> **Prompt**: Throughout the records below, find each line holding "align" and copy it.

Collected data entries:
//! Page shown when neither a file nor a URL is given.

pub const DEFAULT_HTML: &str = r#"<!DOCTYPE html>
<html lang="en">
<head>
    <meta charset="UTF-8">
    <meta name="viewport" content="width=device-width, initial-scale=1.0">
    <title>Nebulabun App</title>
    <style>
        body {
            margin: 0;
            padding: 20px;
            font-family: 'Segoe UI', Tahoma, Geneva, Verdana, sans-serif;
            background: linear-gradient(135deg, #667eea 0%, #764ba2 100%);
            color: white;
            height: 100vh;
            display: flex;
            flex-direction: column;
            justify-content: center;
            align-items: center;
        }

        .container {
            text-align: center;
            background: rgba(255, 255, 255, 0.1);
            padding: 40px;
            border-radius: 20px;
            backdrop-filter: blur(10px);
            border: 1px solid rgba(255, 255, 255, 0.2);
        }

        h1 {
            font-size: 3em;
            margin-bottom: 20px;
            text-shadow: 2px 2px 4px rgba(0, 0, 0, 0.3);
        }

        p {
            font-size: 1.2em;
            margin-bottom: 30px;
            opacity: 0.9;
        }

        .draggable {
            cursor: move;
            padding: 10px 20px;
            background: rgba(255, 255, 255, 0.2);
            border-radius: 10px;
            margin: 10px;
        }

        .clickable {
            cursor: pointer;
            padding: 10px 20px;
            background: #4CAF50;
            border: none;
            border-radius: 10px;
            color: white;
            font-size: 1em;
            margin: 10px;
        }

        .clickable:hover {
            background: #45a049;
        }
    </style>
</head>
<body>
    <div class="container">
        <h1>Nebulabun</h1>
        <p>A lightweight WebView launcher</p>

        <div class="draggable">Drag here to move the window</div>

        <div class="controls">
            <button class="clickable" onclick="Nebulabun.setTransparency(128)">Translucent</button>
            <button class="clickable" onclick="Nebulabun.setTransparency(255)">Opaque</button>
            <button class="clickable" onclick="Nebulabun.closeWindow()">Close</button>
        </div>
    </div>

    <script>
        function waitForNebulabun() {
            if (typeof window.Nebulabun !== 'undefined') {
                console.log('Nebulabun API available');
            } else {
                setTimeout(waitForNebulabun, 100);
            }
        }
        waitForNebulabun();
    </script>
</body>
</html>
"#;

> **Response area**:
            align-items: center;
            text-align: center;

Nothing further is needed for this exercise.